Find the square of the following numbers

(i) 32 (ii) 35

(iii) 86 (iv) 93

(v) 71 (vi) 46

#### Answer:

(i) 32^{2} = (30 + 2)^{2}

= 30 (30 + 2) + 2 (30 + 2)

= 30^{2} + 30 × 2 + 2 × 30 + 2^{2}

= 900 + 60 + 60 + 4

= 1024

(ii) The number 35 has 5 in its unit’s place. Therefore,

35^{2} = (3) (3 + 1) hundreds + 25

= (3 × 4) hundreds + 25

= 1200 + 25 = 1225

(iii) 86^{2 }= (80 + 6)^{2}

= 80 (80 + 6) + 6 (80 + 6)

= 80^{2} + 80 × 6 + 6 × 80 + 6^{2}

= 6400 + 480 + 480 + 36

= 7396

(iv) 93^{2 }= (90 + 3)^{2}

= 90 (90 + 3) + 3 (90 + 3)

= 90^{2} + 90 × 3 + 3 × 90 + 3^{2}

= 8100 + 270 + 270 + 9

= 8649

(v) 71^{2 }= (70 + 1)^{2}

= 70 (70 + 1) + 1 (70 + 1)

= 70^{2} + 70 × 1 + 1 × 70 + 1^{2}

= 4900 + 70 + 70 + 1

= 5041

(vi) 46^{2 }= (40 + 6)^{2}

= 40 (40 + 6) + 6 (40 + 6)

= 40^{2} + 40 × 6 + 6 × 40 + 6^{2}

= 1600 + 240 + 240 + 36

= 2116

#### Question 2:

Write a Pythagorean triplet whose one member is

(i) 6 (ii) 14

(iii) 16 (iv) 18

#### Answer:

For any natural number *m* > 1, 2*m*, *m*^{2} − 1, *m*^{2} + 1 forms a Pythagorean triplet.

(i) If we take *m*^{2} + 1 = 6, then *m*^{2} = 5

The value of *m* will not be an integer.

If we take *m*^{2} − 1 = 6, then *m*^{2} = 7

Again the value of *m* is not an integer.

Let 2*m* = 6

*m* = 3

Therefore, the Pythagorean triplets are 2 × 3, 3^{2} − 1, 3^{2} + 1 or 6, 8, and 10.

(ii) If we take *m*^{2} + 1 = 14, then *m*^{2} = 13

The value of *m* will not be an integer.

If we take *m*^{2} − 1 = 14, then *m*^{2} = 15

Again the value of *m* is not an integer.

Let 2*m *= 14

*m* = 7

Thus, *m*^{2} − 1 = 49 − 1 = 48 and *m*^{2} + 1 = 49 + 1 = 50

Therefore, the required triplet is 14, 48, and 50.
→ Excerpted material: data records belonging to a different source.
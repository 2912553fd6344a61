//! Operations over money values.
//!
//! - `rounding` - Currency-precision rounding under a chosen mode
//! - `allocation` - Lossless proportional splitting
//! - `aggregate` - Sum, minimum and maximum of collections
//! - `conversion` - Exchange through a rate table

pub mod aggregate;
pub mod allocation;
pub mod conversion;
pub mod rounding;

#[cfg(test)]
mod props;

pub use aggregate::{maximum, minimum, sum};
pub use allocation::allocate;
pub use conversion::{RateTable, convert};
pub use rounding::{round, round_amount, round_default};
//! Tally command-line front end.
//!
//! Usage:
//!   tally round <amount> <code> [mode]
//!   tally allocate <amount> <code> <ratio>...
//!   tally convert <amount> <from> <to>
//!   tally sum|min|max <code> <amount>...
//!
//! Currencies, rates and the default rounding mode come from `config/`
//! and `TALLY__*` environment variables.

mod command;

use anyhow::Context;
use tracing::{debug, error};
use tracing_subscriber::{EnvFilter, layer::SubscriberExt, util::SubscriberInitExt};

use tally_shared::AppConfig;

use crate::command::Command;

fn main() -> anyhow::Result<()> {
    // Load environment variables from .env file
    dotenvy::dotenv().ok();

    let config = AppConfig::load().context("Failed to load configuration")?;

    // Logs go to stderr so stdout carries only results
    tracing_subscriber::registry()
        .with(
            EnvFilter::try_from_default_env()
                .unwrap_or_else(|_| EnvFilter::new(&config.log.filter)),
        )
        .with(tracing_subscriber::fmt::layer().with_writer(std::io::stderr))
        .init();

    debug!(
        currencies = config.currencies.len(),
        rates = config.rates.len(),
        mode = %config.rounding.mode,
        "Configuration loaded"
    );

    let args: Vec<String> = std::env::args().skip(1).collect();
    if let Err(err) = execute(&args, &config) {
        error!(error = %err, "Command failed");
        return Err(err);
    }

    Ok(())
}

fn execute(args: &[String], config: &AppConfig) -> anyhow::Result<()> {
    let command = Command::parse(args)?;
    debug!(?command, "Parsed command");

    for line in command.run(config)? {
        println!("{line}");
    }
    Ok(())
}
//! Core monetary engine for Tally.
//!
//! This crate holds the value type and the pure calculations on it. It has
//! no I/O: configuration and logging live in the binaries.
//!
//! # Modules
//!
//! - `money` - The immutable `Money` value and its input validation
//! - `ops` - Rounding, allocation, aggregates and conversion
//! - `snapshot` - Flat storage records

pub mod money;
pub mod ops;
pub mod snapshot;

pub use money::{Money, money};
pub use ops::{
    RateTable, allocate, convert, maximum, minimum, round, round_amount, round_default, sum,
};
pub use snapshot::{Snapshot, from_snapshot, to_snapshot};
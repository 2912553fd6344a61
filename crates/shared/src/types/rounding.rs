//! Rounding policies for mapping amounts onto a currency's minor-unit grid.

use rust_decimal::RoundingStrategy;
use serde::{Deserialize, Serialize};

/// Rounding policy applied when an exact amount is cut to currency precision.
#[derive(Debug, Clone, Copy, PartialEq, Eq, Hash, Default, Serialize, Deserialize)]
#[serde(rename_all = "snake_case")]
pub enum RoundingMode {
    /// Away from zero whenever the value is not already on the grid.
    Up,
    /// Toward zero (truncation).
    Down,
    /// Nearest neighbor; exact halves go away from zero.
    #[default]
    HalfUp,
    /// Nearest neighbor; exact halves go toward zero.
    HalfDown,
    /// Nearest neighbor; exact halves go to the even neighbor (banker's rounding).
    HalfEven,
}

impl RoundingMode {
    /// All modes, in declaration order.
    pub const ALL: [Self; 5] = [
        Self::Up,
        Self::Down,
        Self::HalfUp,
        Self::HalfDown,
        Self::HalfEven,
    ];

    /// The matching `rust_decimal` strategy.
    #[must_use]
    pub const fn strategy(self) -> RoundingStrategy {
        match self {
            Self::Up => RoundingStrategy::AwayFromZero,
            Self::Down => RoundingStrategy::ToZero,
            Self::HalfUp => RoundingStrategy::MidpointAwayFromZero,
            Self::HalfDown => RoundingStrategy::MidpointTowardZero,
            Self::HalfEven => RoundingStrategy::MidpointNearestEven,
        }
    }

    /// Snake-case name, as used in configuration.
    #[must_use]
    pub const fn as_str(self) -> &'static str {
        match self {
            Self::Up => "up",
            Self::Down => "down",
            Self::HalfUp => "half_up",
            Self::HalfDown => "half_down",
            Self::HalfEven => "half_even",
        }
    }
}

impl std::fmt::Display for RoundingMode {
    fn fmt(&self, f: &mut std::fmt::Formatter<'_>) -> std::fmt::Result {
        f.write_str(self.as_str())
    }
}

impl std::str::FromStr for RoundingMode {
    type Err = String;

    /// Accepts `half_even`, `half-even`, `HALF_EVEN` and `ROUND_HALF_EVEN` spellings.
    fn from_str(s: &str) -> Result<Self, Self::Err> {
        let normalized = s.trim().to_lowercase().replace('-', "_");
        let name = normalized.strip_prefix("round_").unwrap_or(&normalized);
        match name {
            "up" => Ok(Self::Up),
            "down" => Ok(Self::Down),
            "half_up" => Ok(Self::HalfUp),
            "half_down" => Ok(Self::HalfDown),
            "half_even" => Ok(Self::HalfEven),
            _ => Err(format!("Unknown rounding mode: {s}")),
        }
    }
}
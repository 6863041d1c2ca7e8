//! Inkbar - a configurable action toolbar for rich text editors.
//!
//! Inkbar models the formatting toolbar that sits above a rich text editor:
//! an ordered configuration of [`ToolbarOption`]s is rebuilt into a
//! horizontally scrollable strip of [`OptionButton`]s, sized by a width
//! engine and kept in sync with the formats active at the editor's caret.
//! The toolbar drives its editor through the [`RichEditor`] trait and
//! escalates picker-style options to a host [`ToolbarDelegate`], holding
//! both collaborators weakly.
//!
//! # Example
//!
//! ```
//! use inkbar::{EditorToolbar, ToolbarOption};
//!
//! let mut toolbar = EditorToolbar::new().with_visible_width(320.0);
//! toolbar.set_options(vec![
//!     ToolbarOption::Bold,
//!     ToolbarOption::Italic,
//!     ToolbarOption::OrderedList,
//! ]);
//!
//! // Mirror the editor's caret state onto the buttons.
//! toolbar.update_selected_items(&[ToolbarOption::Bold]);
//! assert!(toolbar.button(0).unwrap().is_selected());
//! ```

pub mod button;
pub mod delegate;
pub mod editor;
mod error;
pub mod icon;
pub mod option;
pub mod scroll;
pub mod toolbar;
pub mod types;

pub use button::{DEFAULT_ICON_WIDTH, ITEM_MARGIN, OptionButton};
pub use delegate::{HostCapability, ToolbarDelegate};
pub use editor::{EditorCommand, RichEditor, TextAlignment};
pub use error::{Result, ToolbarError};
pub use icon::Icon;
pub use option::{OptionAction, ToolbarOption};
pub use scroll::ScrollRegion;
pub use toolbar::{BAR_HEIGHT, EditorToolbar, SPACER_WIDTH, ToolbarItem};
pub use types::{Color, Point, Rect, Size};
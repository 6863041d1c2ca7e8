//! Icon descriptors for toolbar buttons.
//!
//! The toolbar model never decodes or rasterizes image data. An [`Icon`] is a
//! named reference into the host's icon set, optionally carrying the intrinsic
//! size the host reports for it. The layout engine uses the intrinsic size of
//! a measured button; buttons without one fall back to the default icon width.

use crate::types::Size;

/// A named reference to a host-provided icon.
///
/// # Example
///
/// ```
/// use inkbar::{Icon, Size};
///
/// let plain = Icon::named("bold");
/// assert!(plain.size().is_none());
///
/// let sized = Icon::named("bold").with_size(Size::new(24.0, 24.0));
/// assert_eq!(sized.size().unwrap().width, 24.0);
/// ```
#[derive(Debug, Clone, PartialEq)]
pub struct Icon {
    name: String,
    size: Option<Size>,
}

impl Icon {
    /// Create an icon reference with no intrinsic size.
    pub fn named(name: impl Into<String>) -> Self {
        Self {
            name: name.into(),
            size: None,
        }
    }

    /// Set the intrinsic size using builder pattern.
    pub fn with_size(mut self, size: Size) -> Self {
        self.size = Some(size);
        self
    }

    /// The icon's name in the host icon set.
    pub fn name(&self) -> &str {
        &self.name
    }

    /// The intrinsic size reported by the host, if any.
    pub fn size(&self) -> Option<Size> {
        self.size
    }
}

#[cfg(test)]
mod tests {
    use super::*;

    #[test]
    fn test_icon_named() {
        let icon = Icon::named("italic");
        assert_eq!(icon.name(), "italic");
        assert!(icon.size().is_none());
    }

    #[test]
    fn test_icon_with_size() {
        let icon = Icon::named("undo").with_size(Size::new(28.0, 28.0));
        assert_eq!(icon.size(), Some(Size::new(28.0, 28.0)));
    }
}
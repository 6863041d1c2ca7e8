//! Horizontal scroll region backing the toolbar.
//!
//! This module provides [`ScrollRegion`], the one-dimensional scroll model
//! the toolbar lays its buttons into. The toolbar keeps the region's content
//! width equal to the summed button widths, so configurations wider than the
//! visible frame become scrollable and narrower ones do not.

use inkbar_core::Signal;
use tracing::trace;

use inkbar_core::logging::targets;

use crate::types::Size;

/// A horizontally scrollable viewport over toolbar content.
///
/// The scroll offset is always clamped to the valid range; content never
/// scrolls past its edges.
pub struct ScrollRegion {
    viewport: Size,
    content_width: f32,
    scroll_x: f32,

    /// Emitted with the new offset whenever the scroll position changes.
    pub scrolled: Signal<f32>,
}

impl ScrollRegion {
    /// Create an empty region with a zero-sized viewport.
    pub fn new() -> Self {
        Self {
            viewport: Size::ZERO,
            content_width: 0.0,
            scroll_x: 0.0,
            scrolled: Signal::new(),
        }
    }

    /// The visible frame of the region.
    pub fn viewport(&self) -> Size {
        self.viewport
    }

    /// Resize the visible frame, re-clamping the offset against the new
    /// scrollable range.
    pub fn set_viewport(&mut self, viewport: Size) {
        self.viewport = viewport;
        self.scroll_to(self.scroll_x);
    }

    /// Total width of the scrollable content.
    pub fn content_width(&self) -> f32 {
        self.content_width
    }

    /// Set the content width, re-clamping the offset.
    pub fn set_content_width(&mut self, width: f32) {
        self.content_width = width.max(0.0);
        trace!(
            target: targets::LAYOUT,
            content_width = self.content_width,
            "scroll content resized"
        );
        self.scroll_to(self.scroll_x);
    }

    /// Largest valid scroll offset. Zero when content fits the viewport.
    pub fn max_scroll(&self) -> f32 {
        (self.content_width - self.viewport.width).max(0.0)
    }

    /// Whether any content lies outside the viewport.
    pub fn is_scrollable(&self) -> bool {
        self.max_scroll() > 0.0
    }

    /// Current scroll offset.
    pub fn scroll_x(&self) -> f32 {
        self.scroll_x
    }

    /// Scroll to `x`, clamped to `0.0..=max_scroll()`. Emits
    /// [`scrolled`](Self::scrolled) only when the clamped offset changes.
    pub fn scroll_to(&mut self, x: f32) {
        let clamped = x.clamp(0.0, self.max_scroll());
        if clamped == self.scroll_x {
            return;
        }
        self.scroll_x = clamped;
        self.scrolled.emit(clamped);
    }

    /// Scroll by a relative delta.
    pub fn scroll_by(&mut self, delta: f32) {
        self.scroll_to(self.scroll_x + delta);
    }
}

impl Default for ScrollRegion {
    fn default() -> Self {
        Self::new()
    }
}

static_assertions::assert_impl_all!(ScrollRegion: Send, Sync);

#[cfg(test)]
mod tests {
    use std::sync::Arc;
    use std::sync::atomic::{AtomicU32, Ordering};

    use super::*;

    fn region(viewport_width: f32, content_width: f32) -> ScrollRegion {
        let mut region = ScrollRegion::new();
        region.set_viewport(Size::new(viewport_width, 44.0));
        region.set_content_width(content_width);
        region
    }

    #[test]
    fn test_fitting_content_is_not_scrollable() {
        let region = region(200.0, 80.0);
        assert!(!region.is_scrollable());
        assert_eq!(region.max_scroll(), 0.0);
    }

    #[test]
    fn test_overflowing_content_is_scrollable() {
        let region = region(320.0, 800.0);
        assert!(region.is_scrollable());
        assert_eq!(region.max_scroll(), 480.0);
    }

    #[test]
    fn test_scroll_clamps_to_range() {
        let mut region = region(320.0, 800.0);
        region.scroll_to(10_000.0);
        assert_eq!(region.scroll_x(), 480.0);
        region.scroll_to(-50.0);
        assert_eq!(region.scroll_x(), 0.0);
    }

    #[test]
    fn test_shrinking_content_reclamps_offset() {
        let mut region = region(320.0, 800.0);
        region.scroll_to(480.0);
        region.set_content_width(400.0);
        assert_eq!(region.scroll_x(), 80.0);
    }

    #[test]
    fn test_scrolled_emits_only_on_change() {
        let mut region = region(320.0, 800.0);
        let notifications = Arc::new(AtomicU32::new(0));
        let counter = Arc::clone(&notifications);
        region.scrolled.connect(move |_| {
            counter.fetch_add(1, Ordering::SeqCst);
        });
        region.scroll_to(100.0);
        region.scroll_to(100.0);
        region.scroll_to(0.0);
        assert_eq!(notifications.load(Ordering::SeqCst), 2);
    }
}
(iii) If we take *m*^{2} + 1 = 16, then *m*^{2} = 15

The value of *m* will not be an integer.

If we take *m*^{2} − 1= 16, then *m*^{2} = 17

Again the value of *m* is not an integer.

Let 2*m* = 16

*m *= 8

Thus, *m*^{2} − 1 = 64 − 1 = 63 and *m*^{2} + 1 = 64 + 1 = 65

Therefore, the Pythagorean triplet is 16, 63, and 65.

(iv) If we take *m*^{2} + 1 = 18,

*m*^{2} = 17

The value of *m* will not be an integer.

If we take *m*^{2} − 1 = 18, then *m*^{2} = 19

Again the value of *m* is not an integer.

Let 2*m *=18

*m *= 9

Thus, *m*^{2} − 1 = 81 − 1 = 80 and *m*^{2} + 1 = 81 + 1 = 82

Therefore, the Pythagorean triplet is 18, 80, and 82.

#### Page No 102:

#### Question 1:

What could be the possible ‘one’s’ digits of the square root of each of the following numbers?

(i) 9801 (ii) 99856

(iii) 998001 (iv) 657666025

#### Answer:

(i) If the number ends with 1, then the one’s digit of the square root of that number may be 1 or 9. Therefore, one’s digit of the square root of 9801 is either 1 or 9.

(ii) If the number ends with 6, then the one’s digit of the square root of that number may be 4 or 6. Therefore, one’s digit of the square root of 99856 is either 4 or 6.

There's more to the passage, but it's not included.